CAMOCIM CEARÁ

Bem-aventurados os mansos, porque eles herdarão a terra; Bem-aventurados os que têm fome e sede de justiça, porque eles serão fartos; Bem-aventurados os misericordiosos, porque eles alcançarão misericórdia; Bem-aventurados os limpos de coração, porque eles verão a Deus; Bem-aventurados os pacificadores, porque eles serão chamados filhos de Deus; Bem-aventurados os que sofrem perseguição por causa da justiça, porque deles é o reino dos céus; Bem-aventurados sois vós, quando vos injuriarem e perseguirem e, mentindo, disserem todo o mal contra vós por minha causa.(Mt.5)

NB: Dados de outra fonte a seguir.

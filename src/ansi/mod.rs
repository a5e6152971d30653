//! Escape sequence tokenizer
//!
//! Splits text into printable characters, C0 controls and complete escape
//! sequences. Escape sequences are always yielded whole, which is what lets
//! the renderer treat them as zero-width and never wrap inside one.
//! Based on the VT500-series parser model from <https://vt100.net/emu/dec_ansi_parser>

mod tokens;

pub use tokens::{Sequence, SequenceKind, Token, Tokens};

/// The escape character (0x1B)
pub const ESC: char = '\x1b';

/// Tokenize a string
pub fn tokenize(input: &str) -> Tokens<'_> {
    Tokens::new(input)
}

/// Remove every escape sequence from `input`, keeping text and controls.
///
/// Unterminated sequences are kept as literal text minus their ESC,
/// matching how the renderer emits them.
pub fn strip(input: &str) -> String {
    let mut out = String::with_capacity(input.len());
    for token in tokenize(input) {
        match token {
            Token::Text(c) | Token::Control(c) => out.push(c),
            Token::Escape(_) => {}
            Token::Unterminated(raw) => out.extend(raw.chars().filter(|c| !c.is_control())),
        }
    }
    out
}

/// Visible column count of `input`, ignoring escape sequences
pub fn visible_width(input: &str) -> usize {
    use unicode_width::UnicodeWidthChar;

    tokenize(input)
        .map(|token| match token {
            Token::Text(c) => c.width().unwrap_or(0),
            Token::Unterminated(raw) => raw.chars().filter_map(|c| c.width()).sum(),
            _ => 0,
        })
        .sum()
}
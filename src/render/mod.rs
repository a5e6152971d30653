//! Message renderer
//!
//! Turns a message into the exact text written to the terminal and counts
//! the rows it occupies at the configured width.
//!
//! Wrapping works on visible columns. Escape sequences are copied whole and
//! count as zero columns, so a wrap is never inserted inside one. Control
//! characters are dropped, and so is the ESC of an unterminated sequence. Each row
//! starts with a clear-to-end-of-line so that a repaint over a longer
//! previous render leaves no stale characters behind.

use unicode_width::UnicodeWidthChar;

use crate::ansi::{self, Token};
use crate::core::{Category, Message, RESET};
use crate::term::CLEAR_LINE;

/// Default wrap column
pub const DEFAULT_WIDTH: usize = 80;

/// Output of a render
#[derive(Debug, Clone, PartialEq, Eq)]
pub struct Rendered {
    /// Text to write, starting at column 0 of the first row. It does not
    /// end with a newline.
    pub text: String,
    /// Number of terminal rows the text occupies, at least 1
    pub lines: usize,
}

/// Renders messages at a fixed width
#[derive(Debug, Clone)]
pub struct Renderer {
    width: usize,
    color: bool,
}

impl Default for Renderer {
    fn default() -> Self {
        Self::new(DEFAULT_WIDTH)
    }
}

impl Renderer {
    /// Create a renderer wrapping at `width` columns. A width of 0 is
    /// treated as 1.
    pub fn new(width: usize) -> Self {
        Self {
            width: width.max(1),
            color: true,
        }
    }

    /// Enable or disable escape sequences in the output. With color off,
    /// prefix styles and every escape sequence in the content are dropped.
    pub fn with_color(mut self, color: bool) -> Self {
        self.color = color;
        self
    }

    pub fn width(&self) -> usize {
        self.width
    }

    pub fn color(&self) -> bool {
        self.color
    }

    /// Render a message
    pub fn render(&self, message: &Message) -> Rendered {
        self.render_parts(message.category(), message.content())
    }

    /// Render content as a message of the given category
    pub fn render_parts(&self, category: Category, content: &str) -> Rendered {
        let mut wrap = Wrap::new(self.width);
        wrap.out.push_str(CLEAR_LINE);

        if let Some(prefix) = category.prefix() {
            if self.color {
                wrap.out.push_str(&prefix.style.on());
            }
            // The label wraps like text when the row is too narrow for it
            for c in prefix.label.chars() {
                wrap.push_char(c);
            }
            if self.color {
                wrap.out.push_str(RESET);
            }
            // Continuation rows line up under the content, as long as the
            // label leaves at least one content column
            if prefix.width() < self.width {
                wrap.indent = prefix.width();
            }
        }

        let mut styled = false;
        for token in ansi::tokenize(content) {
            match token {
                Token::Text(c) => wrap.push_char(c),
                // Controls would move the cursor behind the row count's back
                Token::Control(_) => {}
                Token::Escape(seq) => {
                    if self.color {
                        wrap.out.push_str(seq.raw);
                        styled = true;
                    }
                }
                Token::Unterminated(raw) => {
                    // The rest of a broken sequence is shown as text, without
                    // the ESC that would make the terminal swallow it
                    for c in raw.chars().filter(|c| !c.is_control()) {
                        wrap.push_char(c);
                    }
                }
            }
        }

        // Keep styles from leaking into whatever is printed next
        if styled {
            wrap.out.push_str(RESET);
        }

        Rendered {
            text: wrap.out,
            lines: wrap.lines,
        }
    }
}

/// Column and row accounting for one render
struct Wrap {
    out: String,
    width: usize,
    indent: usize,
    col: usize,
    lines: usize,
}

impl Wrap {
    fn new(width: usize) -> Self {
        Self {
            out: String::new(),
            width,
            indent: 0,
            col: 0,
            lines: 1,
        }
    }

    /// Write a visible character, starting a new row first if it does not fit
    fn push_char(&mut self, c: char) {
        let w = c.width().unwrap_or(0);

        // A character wider than a whole row is written anyway
        if w > 0 && self.col + w > self.width && self.col > self.indent {
            self.break_line();
        }

        self.out.push(c);
        self.col += w;
    }

    fn break_line(&mut self) {
        self.out.push('\n');
        self.out.push_str(CLEAR_LINE);
        for _ in 0..self.indent {
            self.out.push(' ');
        }
        self.col = self.indent;
        self.lines += 1;
    }
}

terça-feira, 13 de novembro de 2012

BASTARDO DE AVELAR SANTOS


Foto: Francilúcio Oliveira
BASTARDO

Camocim fica encravada no litoral oeste da Terra da Luz - e é considerada como um dos maiores portos de vela do mundo.
Das muitas embarcações típicas do Ceará aqui existentes, cantadas altivamente em verso e prosa por nossos grandes poetas e romancistas, as canoas e as jangadas, postadas a perder de vista por toda orla marítima camocinense, talvez pela singeleza estética de seus finos traços, encantam os olhos e aquietam a alma, até mesmo àquela mais doída e angustiada. Uma embarcação, entretanto, se sobressai, altaneira, dentre as demais, por sua beleza inigualável e porte real, cujo nome exótico não saberia explicar corretamente a sua origem. Falo do Bastardo, uma embarcação de madeira de aproximadamente vinte metros de comprimento, com uma única vela triangular gigantesca, que capta com sobriedade incomum a força do vento, fazendo-o navegar veloz e garbosamente, qual um cisne branco em um lago sereno. Voltado para a pescaria em alto mar, o barco consegue armazenar quase sete toneladas de pescado, possuindo, via de regra, uma tripulação de seis homens, podendo passar até vinte e cinco dias longe da terra.
Do abençoado mar cearense, de tantas e saborosas iguarias que atiçam o paladar daqueles que nos visitam, o Bastardo traz, nos seus imensos porões, peixes nobres deliciosos, tais como: ariacó, cioba, carapitanga, pargo e robalo. Quando ele vem “chapado” de pescado, como vulgarmente costumamos dizer, navegando com a quilha levantada, quase à flor da água, de tanto peso, somente consegue adentrar a barra na maré cheia, fazendo muito esforço para atingir as águas calmas da baía, aonde costuma ancorar, ali, nas proximidades da Pedra do Mero. Acontece que com os passar dos anos, e com o contínuo descaso das autoridades de plantão, o canal principal de navegação sofreu um grande desgaste, em termos de assoreamento, provocado sobretudo pela areia fina mutante, advinda sabe-se lá de onde, que diariamente o invade – e gradativamente vai soterrando-o à exaustão.
Quantas vezes, bom Deus, no decorrer de quase meia eternidade, ao amanhecer e ao entardecer, vi-me debruçado no velho balaústre de minha amada cidade, com os olhos fixos no mar, feito criança, admirando a paisagem belíssima que Deus nos presenteou, de forma única e generosa, a observar o vai e vem encantador - e incessante - das inúmeras embarcações que demandam cotidiana e religiosamente ao Rio da Cruz.
Sem nos darmos conta, após algum tempo de contemplação desta procissão solene, que tem como pano de fundo a Ilha da Testa Branca, uma sensação indizível de bem-estar - e de paz - começa a invadir o mais íntimo de nosso ser, extasiando-nos por completo, levando-nos, arrebatadoramente, a um encontro inefável com o Criador. E, se neste cortejo sublime e silencioso, o Bastardo estiver principescamente galopando as ondas, há indiscutivelmente uma abertura momentânea do portal que nos separa da Divindade, permitindo a nós, míseros mortais, alçarmos nosso espírito à união indissolúvel com o Todo Poderoso, algo que indubitavelmente tanto almejamos.
As velas de Camocim são únicas! Nada mais belo existe!
E o Bastardo, neste contexto grandioso, evidentemente é filho legítimo da nobre arte da navegação cabeça chata, cujos protagonistas maiores são os nossos valorosos, talentosos e intrépidos pescadores!